In this kind of contest, scribes almost always (they don’t have to do this, of course) decide that there is a good horse and a bad horse. Most of the time, the “good” candidate is defined as the one who is in favor of “reform.”
What does “reform” mean, for most mainstream journalists? As I noted long ago in this post — “Who gets to ‘reform’ what?” — it helps to look up that loaded word in an online dictionary or two:
REFORM …
* make changes for improvement in order to remove abuse and injustices; "reform a political system"
* bring, lead, or force to abandon a wrong or evil course of life, conduct, and adopt a right one; "The Church reformed me"; "reform your conduct" ...
* a change for the better as a result of correcting abuses; "justice was for sale before the reform of the law courts" ...
* improve by alteration or correction of errors or defects and put into a better condition; "reform the health system in this country"

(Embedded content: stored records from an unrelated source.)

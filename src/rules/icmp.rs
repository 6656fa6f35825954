//! ICMP probing and abuse predicates

use crate::config::Config;
use crate::core::{ParsedPacket, RuleId, TransportHeader};

use super::Finding;

/// ICMP type codes flagged by the catalogue
pub mod icmp_types {
    pub const SOURCE_QUENCH: u8 = 4;
    pub const TIMESTAMP_REQUEST: u8 = 13;
    pub const TIMESTAMP_REPLY: u8 = 14;
    pub const INFO_REQUEST: u8 = 15;
    pub const INFO_REPLY: u8 = 16;
    pub const MASK_REQUEST: u8 = 17;
    pub const MASK_REPLY: u8 = 18;
}

fn icmp_header(packet: &ParsedPacket) -> Option<(u8, u8, usize)> {
    match &packet.transport {
        Some(TransportHeader::Icmp {
            icmp_type,
            code,
            payload_len,
        }) => Some((*icmp_type, *code, *payload_len)),
        _ => None,
    }
}

fn type_finding(packet: &ParsedPacket, wanted: u8, rule: RuleId, what: &str) -> Vec<Finding> {
    match icmp_header(packet) {
        Some((icmp_type, code, _)) if icmp_type == wanted => {
            vec![
                Finding::new(rule, format!("ICMP {}", what))
                    .with_evidence("icmp_type", icmp_type)
                    .with_evidence("icmp_code", code),
            ]
        }
        _ => Vec::new(),
    }
}

pub fn source_quench(packet: &ParsedPacket, _config: &Config) -> Vec<Finding> {
    type_finding(
        packet,
        icmp_types::SOURCE_QUENCH,
        RuleId::SourceQuench,
        "source quench",
    )
}

pub fn timestamp_request(packet: &ParsedPacket, _config: &Config) -> Vec<Finding> {
    type_finding(
        packet,
        icmp_types::TIMESTAMP_REQUEST,
        RuleId::TimestampRequest,
        "timestamp request",
    )
}

pub fn timestamp_reply(packet: &ParsedPacket, _config: &Config) -> Vec<Finding> {
    type_finding(
        packet,
        icmp_types::TIMESTAMP_REPLY,
        RuleId::TimestampReply,
        "timestamp reply",
    )
}

pub fn info_request(packet: &ParsedPacket, _config: &Config) -> Vec<Finding> {
    type_finding(
        packet,
        icmp_types::INFO_REQUEST,
        RuleId::InfoRequest,
        "information request",
    )
}

pub fn info_reply(packet: &ParsedPacket, _config: &Config) -> Vec<Finding> {
    type_finding(
        packet,
        icmp_types::INFO_REPLY,
        RuleId::InfoReply,
        "information reply",
    )
}

pub fn mask_request(packet: &ParsedPacket, _config: &Config) -> Vec<Finding> {
    type_finding(
        packet,
        icmp_types::MASK_REQUEST,
        RuleId::MaskRequest,
        "address mask request",
    )
}

pub fn mask_reply(packet: &ParsedPacket, _config: &Config) -> Vec<Finding> {
    type_finding(
        packet,
        icmp_types::MASK_REPLY,
        RuleId::MaskReply,
        "address mask reply",
    )
}

pub fn too_large(packet: &ParsedPacket, config: &Config) -> Vec<Finding> {
    match icmp_header(packet) {
        Some((icmp_type, _, payload_len)) if payload_len >= config.icmp.max_payload => {
            vec![
                Finding::new(
                    RuleId::IcmpTooLarge,
                    format!("oversized ICMP payload: {} bytes", payload_len),
                )
                .with_evidence("icmp_type", icmp_type)
                .with_evidence("payload_len", payload_len as u64),
            ]
        }
        _ => Vec::new(),
    }
}

#[cfg(test)]
mod tests {
    use super::*;
    use crate::core::parse;
    use chrono::Utc;

    fn icmp_packet(icmp_type: u8, payload_len: usize) -> Vec<u8> {
        let total = 20 + 8 + payload_len;
        let mut data = vec![
            0x00, 0x11, 0x22, 0x33, 0x44, 0x55, 0x66, 0x77, 0x88, 0x99, 0xaa, 0xbb, 0x08, 0x00,
        ];
        data.extend_from_slice(&[
            0x45,
            0x00,
            (total >> 8) as u8,
            (total & 0xff) as u8,
            0x00,
            0x01,
            0x00,
            0x00,
            0x40,
            0x01, // ICMP
            0x00,
            0x00,
            10,
            0,
            0,
            1,
            10,
            0,
            0,
            2,
        ]);
        data.extend_from_slice(&[icmp_type, 0, 0, 0, 0, 0, 0, 0]);
        data.extend(std::iter::repeat(0u8).take(payload_len));
        data
    }

    #[test]
    fn test_probe_types_fire() {
        let config = Config::default();
        for (icmp_type, expected) in [
            (icmp_types::SOURCE_QUENCH, RuleId::SourceQuench),
            (icmp_types::TIMESTAMP_REQUEST, RuleId::TimestampRequest),
            (icmp_types::MASK_REPLY, RuleId::MaskReply),
        ] {
            let pkt = parse(&icmp_packet(icmp_type, 0), Utc::now());
            let findings = match expected {
                RuleId::SourceQuench => source_quench(&pkt, &config),
                RuleId::TimestampRequest => timestamp_request(&pkt, &config),
                RuleId::MaskReply => mask_reply(&pkt, &config),
                _ => unreachable!(),
            };
            assert_eq!(findings.len(), 1);
            assert_eq!(findings[0].rule, expected);
        }
    }

    #[test]
    fn test_echo_request_not_flagged() {
        let config = Config::default();
        let pkt = parse(&icmp_packet(8, 0), Utc::now());
        assert!(source_quench(&pkt, &config).is_empty());
        assert!(timestamp_request(&pkt, &config).is_empty());
    }

    #[test]
    fn test_too_large_threshold() {
        let config = Config::default();

        let pkt = parse(&icmp_packet(8, 1026), Utc::now());
        assert_eq!(too_large(&pkt, &config).len(), 1);

        let pkt = parse(&icmp_packet(8, 1024), Utc::now());
        assert!(too_large(&pkt, &config).is_empty());
    }
}
//! CLI command implementations

use clap::Subcommand;

pub mod generate_config;
pub mod guess;
pub mod list;
pub mod validate;

pub use list::ListCommands;

/// Available CLI commands
#[derive(Debug, Subcommand)]
pub enum Commands {
    /// Guess the language of text files or a text argument
    Guess(guess::GuessArgs),

    /// List available components
    List {
        #[command(subcommand)]
        subcommand: ListCommands,
    },

    /// Check seed corpora for illegal characters
    Validate(validate::ValidateArgs),

    /// Generate a configuration file template
    GenerateConfig(generate_config::GenerateConfigArgs),
}

impl Commands {
    /// Execute the selected command
    pub fn execute(&self) -> anyhow::Result<()> {
        match self {
            Commands::Guess(args) => args.execute(),
            Commands::List { subcommand } => subcommand.execute(),
            Commands::Validate(args) => args.execute(),
            Commands::GenerateConfig(args) => args.execute(),
        }
    }
}
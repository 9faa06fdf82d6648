//! Output formatting module

use anyhow::Result;
use serde::Serialize;
use wordlang_core::{Guess, Tally};

/// Classification result for one query target
#[derive(Debug, Clone, Serialize)]
pub struct GuessRecord {
    /// Where the text came from
    pub source: String,
    /// Winning language or UNKNOWN
    pub language: Guess,
    /// Number of query words found per language
    pub tally: Tally,
}

/// Trait for output formatters
pub trait OutputFormatter: Send + Sync {
    /// Format and output a single result
    fn format_guess(&mut self, record: &GuessRecord) -> Result<()>;

    /// Finalize output (e.g., close JSON array)
    fn finish(&mut self) -> Result<()>;
}

pub mod json;
pub mod markdown;
pub mod text;

pub use json::JsonFormatter;
pub use markdown::MarkdownFormatter;
pub use text::TextFormatter;
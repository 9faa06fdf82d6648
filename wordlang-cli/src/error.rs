//! Error handling for the CLI application

use std::fmt;

/// Custom error type for CLI-specific errors
#[derive(Debug)]
pub enum CliError {
    /// File not found or inaccessible
    FileNotFound(String),
    /// Invalid file pattern
    InvalidPattern(String),
    /// Configuration error
    ConfigError(String),
    /// No seeds directory given on the command line, in the config or environment
    MissingSeeds,
}

impl fmt::Display for CliError {
    fn fmt(&self, f: &mut fmt::Formatter<'_>) -> fmt::Result {
        match self {
            CliError::FileNotFound(path) => write!(f, "File not found: {path}"),
            CliError::InvalidPattern(pattern) => write!(f, "Invalid file pattern: {pattern}"),
            CliError::ConfigError(msg) => write!(f, "Configuration error: {msg}"),
            CliError::MissingSeeds => write!(
                f,
                "No seeds directory configured (use --seeds, WORDLANG_SEEDS or a [seeds] config section)"
            ),
        }
    }
}

impl std::error::Error for CliError {}

/// Result type alias for CLI operations
pub type CliResult<T> = Result<T, anyhow::Error>;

* a campaign aimed to correct abuses or malpractices.
Now, who gets to define what is and what is not an “abuse,” an “evil course of life,” an “injustice” or a “malpractice”?
That would be the players behind the horse race who are trusted by newsroom leaders and owners.

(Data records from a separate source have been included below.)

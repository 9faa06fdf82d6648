//! Error types for language identification

use std::path::PathBuf;
use thiserror::Error;

/// Maximum number of characters of offending text shown in error messages
const EXCERPT_CHARS: usize = 40;

/// Error type for dictionary building and classification
#[derive(Debug, Error)]
pub enum Error {
    /// Text contains a character outside the permitted set
    #[error("illegal character {character:?} at byte {position} in {:?}", excerpt(.text))]
    InvalidInput {
        /// The full text that failed validation
        text: String,
        /// The first illegal character
        character: char,
        /// Byte offset of `character` within `text`
        position: usize,
    },

    /// A named source could not be read
    #[error("failed to read {}: {source}", .path.display())]
    Io {
        /// Path of the source
        path: PathBuf,
        /// Underlying I/O failure
        #[source]
        source: std::io::Error,
    },

    /// Source content was not valid UTF-8
    #[error("encoding error: {0}")]
    Encoding(String),

    /// Configuration error
    #[error("configuration error: {0}")]
    Configuration(String),
}

impl Error {
    /// Whether this error came from character validation
    pub fn is_invalid_input(&self) -> bool {
        matches!(self, Error::InvalidInput { .. })
    }
}

/// Shortens long corpus text so messages stay readable
fn excerpt(text: &str) -> String {
    let mut chars = text.chars();
    let head: String = chars.by_ref().take(EXCERPT_CHARS).collect();
    if chars.next().is_some() {
        format!("{head}...")
    } else {
        head
    }
}

/// Result type for wordlang operations
pub type Result<T> = std::result::Result<T, Error>;

#[cfg(test)]
mod tests {
    use super::*;

    #[test]
    fn test_invalid_input_display() {
        let error = Error::InvalidInput {
            text: "Hello bob$".to_string(),
            character: '$',
            position: 9,
        };
        assert_eq!(
            error.to_string(),
            "illegal character '$' at byte 9 in \"Hello bob$\""
        );
        assert!(error.is_invalid_input());
    }

    #[test]
    fn test_invalid_input_display_truncates_long_text() {
        let text = format!("{}1", "a".repeat(100));
        let error = Error::InvalidInput {
            text,
            character: '1',
            position: 100,
        };
        let message = error.to_string();
        assert!(message.contains(&format!("{}...", "a".repeat(EXCERPT_CHARS))));
        assert!(!message.contains(&"a".repeat(EXCERPT_CHARS + 1)));
    }

    #[test]
    fn test_io_error_display() {
        let error = Error::Io {
            path: PathBuf::from("seeds/ENGLISH.1"),
            source: std::io::Error::new(std::io::ErrorKind::NotFound, "not found"),
        };
        assert_eq!(error.to_string(), "failed to read seeds/ENGLISH.1: not found");
        assert!(!error.is_invalid_input());
    }

    #[test]
    fn test_configuration_error_display() {
        let error = Error::Configuration("seeds_dir must not be empty".into());
        assert_eq!(
            error.to_string(),
            "configuration error: seeds_dir must not be empty"
        );
    }
}
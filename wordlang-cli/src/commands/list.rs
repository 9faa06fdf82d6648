//! List command implementation

use crate::seed_source::SeedArgs;
use anyhow::Result;
use clap::Subcommand;
use std::io::Write;
use wordlang_core::DictionaryRegistry;

/// List subcommands
#[derive(Debug, Subcommand)]
pub enum ListCommands {
    /// List languages built from the seed corpora
    Languages(SeedArgs),

    /// List available output formats
    Formats,
}

impl ListCommands {
    /// Execute the list command
    pub fn execute(&self) -> Result<()> {
        let stdout = std::io::stdout();
        let mut out = stdout.lock();
        match self {
            ListCommands::Languages(seeds) => {
                let file_config = seeds.load_config()?;
                let source = seeds.resolve(&file_config)?;
                let identifier = source.build_identifier()?;
                writeln!(out, "Languages ({}):", source.display_name())?;
                write_languages(&mut out, identifier.languages())?;
            }
            ListCommands::Formats => {
                writeln!(out, "Available output formats:")?;
                writeln!(out, "  text     - Language per input (default)")?;
                writeln!(out, "  json     - JSON array with per-language word counts")?;
                writeln!(out, "  markdown - Markdown table")?;
            }
        }
        Ok(())
    }
}

/// One line per language with its dictionary size
fn write_languages(out: &mut impl Write, registry: &DictionaryRegistry) -> Result<()> {
    if registry.is_empty() {
        writeln!(out, "  (none)")?;
    }
    for (name, dictionary) in registry {
        writeln!(out, "  {name:<12} {} words", dictionary.len())?;
    }
    Ok(())
}
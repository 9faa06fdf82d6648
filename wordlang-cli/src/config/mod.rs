//! Configuration module

use crate::error::CliError;
use anyhow::{Context, Result};
use serde::{Deserialize, Serialize};
use std::fs;
use std::path::Path;

/// CLI configuration structure
#[derive(Debug, Deserialize, Serialize, Default)]
pub struct CliConfig {
    /// Seed corpus configuration
    #[serde(default)]
    pub seeds: Option<wordlang_core::Config>,

    /// Output configuration
    #[serde(default)]
    pub output: OutputConfig,
}

/// Output-related configuration
#[derive(Debug, Deserialize, Serialize)]
#[serde(default)]
pub struct OutputConfig {
    /// Default output format
    pub default_format: String,

    /// Pretty print JSON output
    pub pretty_json: bool,
}

impl Default for OutputConfig {
    fn default() -> Self {
        Self {
            default_format: "text".to_string(),
            pretty_json: true,
        }
    }
}

impl CliConfig {
    /// Parse configuration from TOML text
    pub fn from_toml_str(content: &str) -> Result<Self> {
        let config: CliConfig =
            toml::from_str(content).map_err(|e| CliError::ConfigError(e.to_string()))?;
        if let Some(seeds) = &config.seeds {
            seeds
                .validate()
                .map_err(|e| CliError::ConfigError(e.to_string()))?;
        }
        Ok(config)
    }

    /// Load configuration from a TOML file
    pub fn from_file(path: &Path) -> Result<Self> {
        if !path.exists() {
            return Err(CliError::FileNotFound(path.display().to_string()).into());
        }
        let content = fs::read_to_string(path)
            .with_context(|| format!("Failed to read config file: {}", path.display()))?;
        Self::from_toml_str(&content)
            .with_context(|| format!("Invalid config file: {}", path.display()))
    }
}
//! Word splitting and character validation
//!
//! Text accepted by the dictionaries may contain only Latin letters, the
//! hyphen, whitespace and the punctuation marks `. , ; : ?`. Words are the
//! runs of characters between delimiters; a hyphen never splits a word, so
//! `full-time` stays a single token. Hyphens at the edges of a run are
//! dropped, and a run of hyphens alone is not a word.

use crate::error::{Error, Result};
use std::sync::OnceLock;

/// Punctuation that separates words in the standard tokenizer
pub const STANDARD_DELIMITERS: [char; 5] = [',', '.', '?', ':', ';'];

/// Punctuation permitted in text besides letters, hyphen and whitespace
const PERMITTED_PUNCTUATION: [char; 5] = ['.', ',', ';', ':', '?'];

static STANDARD: OnceLock<Tokenizer> = OnceLock::new();

/// Returns true if `ch` may appear in dictionary or query text
pub fn is_permitted(ch: char) -> bool {
    ch.is_ascii_alphabetic()
        || ch == '-'
        || ch.is_whitespace()
        || PERMITTED_PUNCTUATION.contains(&ch)
}

/// Finds the first character outside the permitted set
///
/// Returns the byte offset and the character.
pub fn find_illegal(text: &str) -> Option<(usize, char)> {
    text.char_indices().find(|&(_, ch)| !is_permitted(ch))
}

/// Checks that every character of `text` is permitted
pub fn validate(text: &str) -> Result<()> {
    match find_illegal(text) {
        Some((position, character)) => Err(Error::InvalidInput {
            text: text.to_string(),
            character,
            position,
        }),
        None => Ok(()),
    }
}

/// Splits `text` with the standard delimiter policy
///
/// No validation is performed; see [`Tokenizer::validated`].
pub fn tokenize(text: &str) -> Words<'_> {
    Tokenizer::standard().words(text)
}

/// Delimiter policy used to split text into words
#[derive(Debug, Clone, PartialEq, Eq)]
pub struct Tokenizer {
    delimiters: Box<[char]>,
    split_on_whitespace: bool,
}

impl Tokenizer {
    /// Tokenizer splitting on `, . ? : ;` and whitespace
    pub fn new() -> Self {
        Self::with_delimiters(&STANDARD_DELIMITERS, true)
    }

    /// Tokenizer with a custom delimiter set
    pub fn with_delimiters(delimiters: &[char], split_on_whitespace: bool) -> Self {
        Self {
            delimiters: delimiters.into(),
            split_on_whitespace,
        }
    }

    /// Shared instance of the standard tokenizer
    pub fn standard() -> &'static Tokenizer {
        STANDARD.get_or_init(Tokenizer::new)
    }

    /// Whether `ch` separates words under this policy
    pub fn is_delimiter(&self, ch: char) -> bool {
        (self.split_on_whitespace && ch.is_whitespace()) || self.delimiters.contains(&ch)
    }

    /// Lazily splits `text` into words, preserving their casing
    pub fn words<'a>(&'a self, text: &'a str) -> Words<'a> {
        Words {
            rest: text,
            tokenizer: self,
        }
    }

    /// Validates `text`, then splits it into words
    pub fn validated<'a>(&'a self, text: &'a str) -> Result<Words<'a>> {
        validate(text)?;
        Ok(self.words(text))
    }
}

impl Default for Tokenizer {
    fn default() -> Self {
        Self::new()
    }
}

/// Iterator over the words of a text
///
/// A clone continues independently from the current position; call
/// [`Tokenizer::words`] again to start over.
#[derive(Debug, Clone)]
pub struct Words<'a> {
    rest: &'a str,
    tokenizer: &'a Tokenizer,
}

impl<'a> Iterator for Words<'a> {
    type Item = &'a str;

    fn next(&mut self) -> Option<&'a str> {
        let tokenizer = self.tokenizer;
        loop {
            let start = self.rest.find(|ch: char| !tokenizer.is_delimiter(ch))?;
            let rest = &self.rest[start..];
            let end = rest
                .find(|ch: char| tokenizer.is_delimiter(ch))
                .unwrap_or(rest.len());
            let (run, tail) = rest.split_at(end);
            self.rest = tail;

            let word = run.trim_matches('-');
            if !word.is_empty() {
                return Some(word);
            }
        }
    }
}

impl std::iter::FusedIterator for Words<'_> {}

Thus, before we get to this weekend’s “think piece,” let’s pause and look back to a 2013 speech at Villanova University (YouTube at the top of this post) by the former, now disgraced, cardinal Theodore McCarrick. At the 18-minute mark or so, this media-maven Vatican player discusses his behind-the-scenes networking activity ahead of the conclave that gave the world Pope Francis.
So often the kingmaker in American Catholic life, McCarrick describes a meeting with an “influential Italian gentleman” at the North American College in Rome.